> TASK DIRECTIONS: Only lines holding the word "insert" are wanted from the records; copy all of them.

> Stored records:
----------

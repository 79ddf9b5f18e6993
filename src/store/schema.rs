//! Collection schemas and validation
//!
//! A schema lists the typed fields of a collection. Fields it does not name
//! are stored verbatim, except that no string or key anywhere in a document
//! may contain a NUL character. Validation collects every failing path before
//! rejecting so the caller sees the full picture in one response.

use std::collections::BTreeMap;

use serde::Serialize;
use serde_json::Value;
use thiserror::Error;
use utoipa::ToSchema;

use super::{Collection, Document};

#[derive(Debug, Clone, Copy, PartialEq, Eq)]
pub enum FieldKind {
    String,
    Number,
    /// Id of a record in another collection, stored as a non-empty string
    Reference(Collection),
}

impl FieldKind {
    fn expected(self) -> &'static str {
        match self {
            FieldKind::String => "a string",
            FieldKind::Number => "a number",
            FieldKind::Reference(_) => "a reference id string",
        }
    }
}

#[derive(Debug, Clone, Copy)]
pub struct FieldSpec {
    pub path: &'static str,
    pub kind: FieldKind,
    pub required: bool,
}

impl FieldSpec {
    const fn required(path: &'static str, kind: FieldKind) -> Self {
        Self {
            path,
            kind,
            required: true,
        }
    }

    const fn optional(path: &'static str, kind: FieldKind) -> Self {
        Self {
            path,
            kind,
            required: false,
        }
    }
}

#[derive(Debug)]
pub struct Schema {
    pub collection: Collection,
    pub fields: &'static [FieldSpec],
}

pub static USER_SCHEMA: Schema = Schema {
    collection: Collection::Users,
    fields: &[
        FieldSpec::required("name", FieldKind::String),
        FieldSpec::required("email", FieldKind::String),
    ],
};

pub static PRODUCT_SCHEMA: Schema = Schema {
    collection: Collection::Products,
    fields: &[
        FieldSpec::required("name", FieldKind::String),
        FieldSpec::required("price", FieldKind::Number),
        FieldSpec::optional("description", FieldKind::String),
    ],
};

pub static ORDER_SCHEMA: Schema = Schema {
    collection: Collection::Orders,
    fields: &[
        FieldSpec::required("userId", FieldKind::Reference(Collection::Users)),
        FieldSpec::required("productId", FieldKind::Reference(Collection::Products)),
        FieldSpec::optional("quantity", FieldKind::Number),
    ],
};

impl Schema {
    /// Reference fields and the collection each one points into
    pub fn references(&self) -> impl Iterator<Item = (&'static str, Collection)> + '_ {
        self.fields.iter().filter_map(|f| match f.kind {
            FieldKind::Reference(target) => Some((f.path, target)),
            _ => None,
        })
    }

    pub fn validate(&self, doc: &Document) -> Result<(), ValidationError> {
        let mut errors = BTreeMap::new();

        for field in self.fields {
            match doc.get(field.path) {
                None | Some(Value::Null) => {
                    if field.required {
                        errors.insert(field.path.to_string(), FieldError::required(field.path));
                    }
                }
                Some(value) => {
                    if let Some(err) = check_kind(field, value) {
                        errors.insert(field.path.to_string(), err);
                    }
                }
            }
        }

        for (key, value) in doc {
            if errors.contains_key(key.as_str()) {
                continue;
            }
            let found = if key.contains('\0') {
                Some(key.clone())
            } else {
                nul_path(key, value)
            };
            if let Some(path) = found {
                errors.insert(key.clone(), FieldError::nul_character(&path));
            }
        }

        if errors.is_empty() {
            Ok(())
        } else {
            Err(ValidationError::from_errors(self.collection, errors))
        }
    }
}

fn check_kind(field: &FieldSpec, value: &Value) -> Option<FieldError> {
    match (field.kind, value) {
        (FieldKind::String | FieldKind::Reference(_), Value::String(s)) if s.is_empty() => {
            if field.required {
                Some(FieldError::required(field.path))
            } else {
                None
            }
        }
        (FieldKind::String | FieldKind::Reference(_), Value::String(_)) => None,
        (FieldKind::Number, Value::Number(_)) => None,
        (kind, other) => Some(FieldError::type_mismatch(field.path, kind, other)),
    }
}

/// First path under `prefix` whose key or string value holds a NUL
fn nul_path(prefix: &str, value: &Value) -> Option<String> {
    match value {
        Value::String(s) if s.contains('\0') => Some(prefix.to_string()),
        Value::Array(items) => items
            .iter()
            .enumerate()
            .find_map(|(i, item)| nul_path(&format!("{}.{}", prefix, i), item)),
        Value::Object(map) => map.iter().find_map(|(k, v)| {
            let path = format!("{}.{}", prefix, k);
            if k.contains('\0') {
                Some(path)
            } else {
                nul_path(&path, v)
            }
        }),
        _ => None,
    }
}

fn json_type(value: &Value) -> &'static str {
    match value {
        Value::Null => "null",
        Value::Bool(_) => "boolean",
        Value::Number(_) => "number",
        Value::String(_) => "string",
        Value::Array(_) => "array",
        Value::Object(_) => "object",
    }
}

#[derive(Debug, Clone, Copy, PartialEq, Eq, Serialize, ToSchema)]
#[serde(rename_all = "lowercase")]
pub enum FieldErrorKind {
    Required,
    Type,
    Reference,
    /// Content no backend can store (NUL characters)
    Invalid,
}

/// Why a single path was rejected
#[derive(Debug, Clone, PartialEq, Eq, Serialize, ToSchema)]
pub struct FieldError {
    pub kind: FieldErrorKind,
    pub path: String,
    pub message: String,
}

impl FieldError {
    pub fn required(path: &str) -> Self {
        Self {
            kind: FieldErrorKind::Required,
            path: path.to_string(),
            message: format!("Path `{}` is required.", path),
        }
    }

    pub fn type_mismatch(path: &str, kind: FieldKind, got: &Value) -> Self {
        Self {
            kind: FieldErrorKind::Type,
            path: path.to_string(),
            message: format!(
                "Path `{}` must be {}, got {}.",
                path,
                kind.expected(),
                json_type(got)
            ),
        }
    }

    pub fn nul_character(path: &str) -> Self {
        Self {
            kind: FieldErrorKind::Invalid,
            path: path.to_string(),
            message: format!("Path `{}` contains a NUL character.", path),
        }
    }

    pub fn missing_reference(path: &str, target: Collection, id: &str) -> Self {
        Self {
            kind: FieldErrorKind::Reference,
            path: path.to_string(),
            message: format!("Path `{}` references unknown {} record `{}`.", path, target, id),
        }
    }
}

/// Schema rejection, surfaced to clients as-is
#[derive(Debug, Clone, PartialEq, Eq, Serialize, Error, ToSchema)]
#[error("{message}")]
pub struct ValidationError {
    #[schema(example = "orders validation failed: userId: Path `userId` is required.")]
    pub message: String,
    pub errors: BTreeMap<String, FieldError>,
}

impl ValidationError {
    pub fn from_errors(collection: Collection, errors: BTreeMap<String, FieldError>) -> Self {
        let detail = errors
            .iter()
            .map(|(path, e)| format!("{}: {}", path, e.message))
            .collect::<Vec<_>>()
            .join(", ");
        Self {
            message: format!("{} validation failed: {}", collection, detail),
            errors,
        }
    }

    /// The body could not be read as a document at all
    pub fn malformed_body(collection: Collection, reason: impl std::fmt::Display) -> Self {
        Self {
            message: format!("{} validation failed: {}", collection, reason),
            errors: BTreeMap::new(),
        }
    }
}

----------

> EXERCISE ANSWER:
                        errors.insert(field.path.to_string(), FieldError::required(field.path));
                        errors.insert(field.path.to_string(), err);
                errors.insert(key.clone(), FieldError::nul_character(&path));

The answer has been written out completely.